Pettus was particularly aggressive at the pole shake, being as she was dying to be the first one to catch a piranha. Robo’s lips of concentration indicate his support for team Kennemer.
What was really happening under the water was something like this:
“Olá! irmão!”
“Olá! yourself.”
“The gringos are above us trying to catch us again.”
“You can smell them all the way to Manaus. I am never fooled.”
“Crazy gringos, they’ll never learn. Hey wait! There’s a small animal in distress right over there. I think I’ll go check it out.”
“Okay, see you later, irmão!”
That’s right. O Capitão was the first to catch a piranha. And the second. And the third. Meanwhile, we continued to thrash the water like the smelly gringos we were, failing miserably, but having a high old time. Pettus and Jean started really putting the English on their casts, and ended up in the trees a couple of times. Before we knew it, Captain Piranha was high in the branches untying the line with efficient aplomb. Robo and I were especially mindful that he didn’t dislodge some kind of tree boa in the process. But there he was, in his Havaianas (or equivalent), like it was something he did every day. Oh. Yeah.

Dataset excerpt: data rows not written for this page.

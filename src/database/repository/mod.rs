//! Repository module - MongoDB data access.

mod interaction_repository;

pub use interaction_repository::InteractionRepository;
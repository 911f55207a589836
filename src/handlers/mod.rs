//! Message handlers.
//!
//! Add a new handler by:
//! 1. Creating a new file in this directory
//! 2. Adding `mod your_handler;` below
//! 3. Registering it in `build_pipeline()` at the right position
//!
//! Sequential handlers run in registration order. Filters go first so the
//! rest never see messages they would have to ignore.

mod audit;
mod greeting;
mod self_edit;
mod staleness;
mod stats;
mod unsupported;

pub use audit::AuditLog;
pub use greeting::GreetingHandler;
pub use self_edit::SelfEditHandler;
pub use staleness::StalenessFilter;
pub use stats::MessageStats;
pub use unsupported::UnsupportedFilter;

use tracing::info;

use crate::bot::AppState;
use crate::config::Config;
use crate::pipeline::Pipeline;

/// Build the message pipeline.
///
/// Order: staleness filter, unsupported filter, audit log, greeting, self
/// edit. The self edit is left out when no wrap template is configured.
pub fn build_pipeline(config: &Config, state: &AppState) -> Pipeline {
    let mut builder = Pipeline::builder()
        .sequential(StalenessFilter::new(state.connection.clone()))
        .sequential(UnsupportedFilter)
        .sequential(AuditLog)
        .sequential(GreetingHandler::new(
            state.store.clone(),
            state.transport.clone(),
            config.greeting_message.clone(),
            config.greeting_cooldown(),
        ));

    match &config.wrap_template {
        Some(template) => {
            builder = builder.sequential(SelfEditHandler::new(
                state.transport.clone(),
                template.clone(),
                config.self_edit_delay,
                state.tasks.clone(),
            ));
        }
        None => info!("HEADER_FOOTER_TEMPLATE not set, outgoing self-edit disabled"),
    }

    let pipeline = builder.parallel(state.stats.clone()).build(state.tasks.clone());
    info!(handlers = ?pipeline.sequential_names(), "Message pipeline ready");
    pipeline
}
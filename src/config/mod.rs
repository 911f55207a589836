//! Configuration module.
//!
//! Loads configuration from environment variables (and `.env` if present)
//! once at startup. Nothing here is reloaded while the process runs.

mod template;

use std::env;
use std::net::SocketAddr;
use std::time::Duration;

use thiserror::Error;
use url::Url;

pub use template::WrapTemplate;

const DEFAULT_GREETING: &str =
    "Hello! Thanks for reaching out. We have received your message and will get back to you shortly.";

/// Configuration errors. All of them are fatal at startup.
#[derive(Debug, Error)]
pub enum ConfigError {
    #[error("{0} must be set")]
    Missing(&'static str),

    #[error("invalid {key} '{value}': {reason}")]
    Invalid {
        key: &'static str,
        value: String,
        reason: String,
    },

    #[error("invalid HEADER_FOOTER_TEMPLATE: {0}")]
    Template(String),
}

/// Where interaction records are kept.
#[derive(Debug, Clone, PartialEq, Eq)]
pub enum StorageBackend {
    MongoDb { uri: String, database: String },
    /// Process-local, lost on restart.
    Memory,
}

/// Application configuration
#[derive(Debug, Clone)]
pub struct Config {
    // Greeting
    /// Minimum hours between two greetings to the same contact.
    pub greeting_cooldown_hours: f64,
    pub greeting_message: String,

    // Self-edit
    /// `None` disables the outgoing self-edit.
    pub wrap_template: Option<WrapTemplate>,
    pub self_edit_delay: Duration,

    /// Decline incoming voice/video calls.
    pub auto_reject_calls: bool,

    // Storage
    pub storage: StorageBackend,

    // Bridge
    pub bridge_url: Url,
    pub bridge_token: Option<String>,
    pub listen_addr: SocketAddr,
    pub webhook_secret: Option<String>,

    // Background work
    pub task_workers: usize,
    pub task_queue_capacity: usize,
    pub shutdown_grace: Duration,
}

impl Config {
    /// Load configuration from the process environment.
    pub fn from_env() -> Result<Self, ConfigError> {
        dotenvy::dotenv().ok();
        Self::from_lookup(|key| env::var(key).ok())
    }

    /// Load configuration through an arbitrary key lookup.
    pub fn from_lookup<F>(lookup: F) -> Result<Self, ConfigError>
    where
        F: Fn(&str) -> Option<String>,
    {
        let get = |key: &str| lookup(key).map(|v| v.trim().to_string()).filter(|v| !v.is_empty());

        let greeting_cooldown_hours = parse_or(&get, "GREETING_COOLDOWN_HOURS", 24.0_f64)?;
        if !greeting_cooldown_hours.is_finite() || greeting_cooldown_hours <= 0.0 {
            return Err(invalid(
                "GREETING_COOLDOWN_HOURS",
                greeting_cooldown_hours.to_string(),
                "must be a positive number of hours",
            ));
        }

        // Not trimmed: leading/trailing whitespace in the greeting is intended
        let greeting_message = lookup("GREETING_MESSAGE")
            .filter(|v| !v.trim().is_empty())
            .unwrap_or_else(|| DEFAULT_GREETING.to_string());

        let wrap_template = lookup("HEADER_FOOTER_TEMPLATE")
            .filter(|v| !v.trim().is_empty())
            .map(|t| WrapTemplate::parse(&t.replace("\\n", "\n")))
            .transpose()?;

        let self_edit_delay = Duration::from_millis(parse_or(&get, "SELF_EDIT_DELAY_MS", 1000_u64)?);
        let auto_reject_calls = parse_bool(&get, "AUTO_REJECT_CALLS", true)?;

        let storage = match get("STORAGE_BACKEND").map(|s| s.to_lowercase()).as_deref() {
            None | Some("mongodb") | Some("mongo") => StorageBackend::MongoDb {
                uri: get("MONGODB_URI").ok_or(ConfigError::Missing("MONGODB_URI"))?,
                database: get("MONGODB_DATABASE").unwrap_or_else(|| "concierge".to_string()),
            },
            Some("memory") => StorageBackend::Memory,
            Some(other) => {
                return Err(invalid("STORAGE_BACKEND", other, "expected mongodb or memory"));
            }
        };

        let bridge_url = get("BRIDGE_URL").ok_or(ConfigError::Missing("BRIDGE_URL"))?;
        let bridge_url = Url::parse(&bridge_url)
            .map_err(|e| invalid("BRIDGE_URL", bridge_url.clone(), e.to_string()))?;

        let listen_addr = parse_or(&get, "LISTEN_ADDR", SocketAddr::from(([0, 0, 0, 0], 8080)))?;

        let task_workers = parse_or(&get, "TASK_WORKERS", 8_usize)?;
        let task_queue_capacity = parse_or(&get, "TASK_QUEUE_CAPACITY", 256_usize)?;
        if task_workers == 0 || task_queue_capacity == 0 {
            return Err(invalid(
                "TASK_WORKERS/TASK_QUEUE_CAPACITY",
                format!("{}/{}", task_workers, task_queue_capacity),
                "must be greater than zero",
            ));
        }

        let shutdown_grace = Duration::from_secs(parse_or(&get, "SHUTDOWN_GRACE_SECS", 10_u64)?);

        Ok(Self {
            greeting_cooldown_hours,
            greeting_message,
            wrap_template,
            self_edit_delay,
            auto_reject_calls,
            storage,
            bridge_url,
            bridge_token: get("BRIDGE_TOKEN"),
            listen_addr,
            webhook_secret: get("WEBHOOK_SECRET"),
            task_workers,
            task_queue_capacity,
            shutdown_grace,
        })
    }

    /// Cooldown window as a chrono duration (millisecond precision).
    pub fn greeting_cooldown(&self) -> chrono::Duration {
        chrono::Duration::milliseconds((self.greeting_cooldown_hours * 3_600_000.0) as i64)
    }
}

fn invalid(key: &'static str, value: impl Into<String>, reason: impl Into<String>) -> ConfigError {
    ConfigError::Invalid {
        key,
        value: value.into(),
        reason: reason.into(),
    }
}

fn parse_or<T, G>(get: &G, key: &'static str, default: T) -> Result<T, ConfigError>
where
    T: std::str::FromStr,
    T::Err: std::fmt::Display,
    G: Fn(&str) -> Option<String>,
{
    match get(key) {
        Some(raw) => raw
            .parse()
            .map_err(|e: T::Err| invalid(key, raw.clone(), e.to_string())),
        None => Ok(default),
    }
}

fn parse_bool<G>(get: &G, key: &'static str, default: bool) -> Result<bool, ConfigError>
where
    G: Fn(&str) -> Option<String>,
{
    match get(key).map(|s| s.to_lowercase()).as_deref() {
        None => Ok(default),
        Some("1" | "true" | "yes" | "on") => Ok(true),
        Some("0" | "false" | "no" | "off") => Ok(false),
        Some(other) => Err(invalid(key, other, "expected true or false")),
    }
}
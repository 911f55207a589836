//! Bot runtime: webhook server plus orderly shutdown.

use std::sync::Arc;

use anyhow::Context;
use tokio::net::TcpListener;
use tokio::sync::watch;
use tracing::{info, warn};

use super::dispatcher::EventDispatcher;
use super::webhook::{self, WebhookState};
use crate::config::Config;

/// Serve the webhook until Ctrl+C or a logout.
///
/// Either way the task pool is drained (bounded by the configured grace
/// period) before returning. A logout is returned as an error so the
/// process exits non-zero.
pub async fn run(config: &Config, dispatcher: EventDispatcher) -> anyhow::Result<()> {
    let dispatcher = Arc::new(dispatcher);
    let (terminate_tx, mut terminate_rx) = watch::channel(None::<String>);
    let app = webhook::router(WebhookState::new(
        Arc::clone(&dispatcher),
        config.webhook_secret.clone(),
        terminate_tx,
    ));

    if config.webhook_secret.is_none() {
        warn!("WEBHOOK_SECRET not set, accepting events from any caller");
    }

    let listener = TcpListener::bind(config.listen_addr)
        .await
        .with_context(|| format!("failed to bind webhook listener on {}", config.listen_addr))?;
    info!("📡 Listening for bridge events on {}", config.listen_addr);

    let shutdown_rx = terminate_rx.clone();
    axum::serve(listener, app)
        .with_graceful_shutdown(async move {
            tokio::select! {
                _ = tokio::signal::ctrl_c() => info!("Ctrl+C received, shutting down"),
                _ = terminate_rx.wait_for(|reason| reason.is_some()) => {}
            }
        })
        .await
        .context("webhook server exited unexpectedly")?;

    let state = dispatcher.state();
    let report = state.tasks.shutdown(config.shutdown_grace).await;
    info!(
        drained = report.drained,
        aborted = report.aborted_workers,
        cancelled = report.cancelled_delayed,
        messages = %state.stats.summary(),
        "Shutdown complete"
    );

    let reason = shutdown_rx.borrow().clone();
    match reason {
        Some(reason) => anyhow::bail!("session logged out: {}", reason),
        None => Ok(()),
    }
}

Pettus took this shot of Jean and me with her litttle Canon. Isn’t Jean’s hat great? 10 bucks! Can you believe it?
The Captain patiently piloted us to several great sloughs to help us catch something, but it was not to be. He caught 4 the whole trip, and released them all. It would have been great to catch one, but at least nobody did. The scenery was beautiful in a threatening sort of way. It sort of said “You could never survive out here, pal.”
It was time to let the waters of the Rio Negro settle back down after our severe thrashing. So we started the motor to go back home. Yeah, the motor was less disturbing than our “fake animals in distress.” Totally hilarious and fun.
The ride back was slow and pleasant. And very beautiful. Once we were underway really good, Jean began to strike one of her standard poses inherited from her mother. I had just taken a shot of the Captain, then took one of her in her pensive state. I then gave her the standard line to anybody with their fingers on their face: “Shit on a stick.” This made her laugh, then quickly respond with a digital remark very similar to the grumpy guy on the way to the dolphins. I couldn’t be married to anybody else.
I like this shot of Pettus’ camera screen with Robo bottom left. Great gag.
And HERE’S the picture that Pettus was taking. It’s all too cool. Like looking in a mirror in a mirror.
After docking in shame for being such lousy fisherpeople, we feebly hustled on up the stairs because it was cocktail hour! Who really CARES if you can’t fish?